How are nonprofits doing in these investments?  M+R has answers there too.  Return on ad spend is:

  • $4.78 for search
  • $1.05 for social media
  • $.38 for display
  • $.27 for video

Search can be excused for the high ROAS.  That number is likely inflated because of free advertising under Google Grants.  It’s also not as scalable as other forms of advertising.  In search, there are branded keywords, there’s a cliff, and there’s everything else.  Everything else does not perform nearly as well.  (In fact, an experiment of eBay’s indicates that branded search terms may only be driving .5% of the traffic it looks like they drive, as the rest would have come to your site anyway.  More on that in another post.)
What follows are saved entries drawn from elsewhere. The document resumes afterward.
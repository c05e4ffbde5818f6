//! # Slab Thickness
//!
//! Minimum thickness per ACI 318-19 Table 7.3.1.1, taken from the longest
//! span and applied to the whole slab:
//!
//! - one end continuous: h = L/24
//! - both ends continuous: h = L/28
//!
//! The larger of the two is rounded up to the next thickness increment
//! (3 in by default). It never rounds down.

use serde::{Deserialize, Serialize};
use tracing::debug;

use crate::calculations::spans::SpanSequence;
use crate::loads::{combine, LoadCombination, LoadSet};
use crate::settings::DesignSettings;
use crate::units::{Feet, Inches};

/// Thickness and the loads that follow from it.
///
/// ## JSON Example
///
/// ```json
/// {
///   "thickness_in": 9.0,
///   "minimum_thickness_in": 7.5,
///   "governing_span_ft": 15.0,
///   "self_weight_psf": 112.5,
///   "total_dead_psf": 132.5,
///   "live_psf": 40.0,
///   "wu_ksf": 0.223,
///   "combination": "1.2D + 1.6L"
/// }
/// ```
#[derive(Debug, Clone, PartialEq, Serialize, Deserialize)]
pub struct ThicknessResult {
    /// Design thickness, a multiple of the thickness increment (in)
    pub thickness_in: f64,

    /// Code minimum before rounding (in)
    pub minimum_thickness_in: f64,

    /// Longest clear span, which governs thickness (ft)
    pub governing_span_ft: f64,

    /// Slab self-weight (psf)
    pub self_weight_psf: f64,

    /// Superimposed dead load + self-weight (psf)
    pub total_dead_psf: f64,

    /// Live load carried through for display (psf)
    pub live_psf: f64,

    /// Factored uniform load (ksf)
    pub wu_ksf: f64,

    /// Load combination used for `wu_ksf`
    pub combination: String,
}

/// Unrounded code-minimum thickness for a span (in)
pub fn minimum_thickness_in(span_ft: f64, settings: &DesignSettings) -> f64 {
    let span_in: Inches = Feet(span_ft).into();
    let end_span = span_in / settings.end_span_depth_ratio;
    let interior_span = span_in / settings.interior_span_depth_ratio;
    end_span.value().max(interior_span.value())
}

/// Design thickness for the slab (in), governed by the longest span.
///
/// ```rust
/// use slab_core::calculations::spans::SpanSequence;
/// use slab_core::calculations::thickness::slab_thickness;
/// use slab_core::settings::DesignSettings;
///
/// let spans = SpanSequence::new(vec![15.0, 15.0, 15.0]).unwrap();
/// // 15 x 12 / 24 = 7.5 in, rounded up to 9 in
/// assert_eq!(slab_thickness(&spans, &DesignSettings::default()), 9.0);
/// ```
pub fn slab_thickness(spans: &SpanSequence, settings: &DesignSettings) -> f64 {
    let minimum = minimum_thickness_in(spans.longest_ft(), settings);
    let increment = settings.thickness_increment_in;
    (minimum / increment).ceil() * increment
}

/// Size the slab and derive its factored load.
pub fn size_slab(spans: &SpanSequence, loads: &LoadSet, settings: &DesignSettings) -> ThicknessResult {
    let governing_span_ft = spans.longest_ft();
    let minimum_thickness_in = minimum_thickness_in(governing_span_ft, settings);
    let thickness_in = slab_thickness(spans, settings);

    debug!(
        governing_span_ft,
        minimum_thickness_in, thickness_in, "sized slab thickness"
    );

    let factored = combine(thickness_in, loads, settings);
    ThicknessResult {
        thickness_in,
        minimum_thickness_in,
        governing_span_ft,
        self_weight_psf: factored.self_weight_psf,
        total_dead_psf: factored.total_dead_psf,
        live_psf: loads.live_psf,
        wu_ksf: factored.wu_ksf,
        combination: LoadCombination::aci_strength(settings).equation,
    }
}

#[cfg(test)]
mod tests {
    use super::*;
    use proptest::prelude::*;

    fn spans(v: &[f64]) -> SpanSequence {
        SpanSequence::new(v.to_vec()).unwrap()
    }

    #[test]
    fn test_minimum_thickness() {
        let s = DesignSettings::default();
        // max(15*12/24, 15*12/28) = max(7.5, 6.43)
        assert_eq!(minimum_thickness_in(15.0, &s), 7.5);
    }

    #[test]
    fn test_rounds_up_to_increment() {
        let s = DesignSettings::default();
        assert_eq!(slab_thickness(&spans(&[15.0, 15.0, 15.0]), &s), 9.0);
        // 12 ft -> exactly 6 in, no bump
        assert_eq!(slab_thickness(&spans(&[12.0, 12.0]), &s), 6.0);
        // 12.5 ft -> 6.25 in -> 9 in
        assert_eq!(slab_thickness(&spans(&[12.5, 12.0]), &s), 9.0);
    }

    #[test]
    fn test_longest_span_governs() {
        let s = DesignSettings::default();
        assert_eq!(slab_thickness(&spans(&[10.0, 11.0, 13.0]), &s), 9.0);
        assert_eq!(slab_thickness(&spans(&[13.0, 11.0, 10.0]), &s), 9.0);
    }

    #[test]
    fn test_size_slab_reference_case() {
        let result = size_slab(
            &spans(&[15.0, 15.0, 15.0]),
            &LoadSet::new(20.0, 40.0),
            &DesignSettings::default(),
        );
        assert_eq!(result.thickness_in, 9.0);
        assert_eq!(result.self_weight_psf, 112.5);
        assert_eq!(result.total_dead_psf, 132.5);
        assert!((result.wu_ksf - 0.223).abs() < 1e-12);
        assert_eq!(result.combination, "1.2D + 1.6L");
    }

    proptest! {
        #[test]
        fn thickness_is_multiple_of_three_and_meets_minimum(
            seq in prop::collection::vec(1.0f64..60.0, 2..8),
        ) {
            let s = DesignSettings::default();
            let t = slab_thickness(&spans(&seq), &s);
            let longest = seq.iter().copied().fold(f64::MIN, f64::max);
            let minimum = (longest * 12.0 / 24.0).max(longest * 12.0 / 28.0);

            prop_assert!(t > 0.0);
            prop_assert_eq!(t % 3.0, 0.0);
            prop_assert!(t >= minimum);
            prop_assert!(t < minimum + 3.0);
        }
    }
}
But there’s little reason for social media advertising to be, on average, making money.  Even after cookie-pocalypse, there’s still significant scale to be had in social media advertising.  Also, according to M+R, large organizations are also making money at point of acquisition in display advertising.  In both cases, there’s likely still opportunity for expansion where an organization can get net revenues from these donors, especially in a medium where cultivation has much lower ongoing marginal costs (e.g., it costs far less to add one person to your email list than to your mail list).

There are still organizations where digital is held to a different standard—where mail, F2F, and DRTV can invest to get future valuable donors but digital must make money immediately or in year one.  It’s time to break down the silo-based rules and invest where the investments will bear fruit.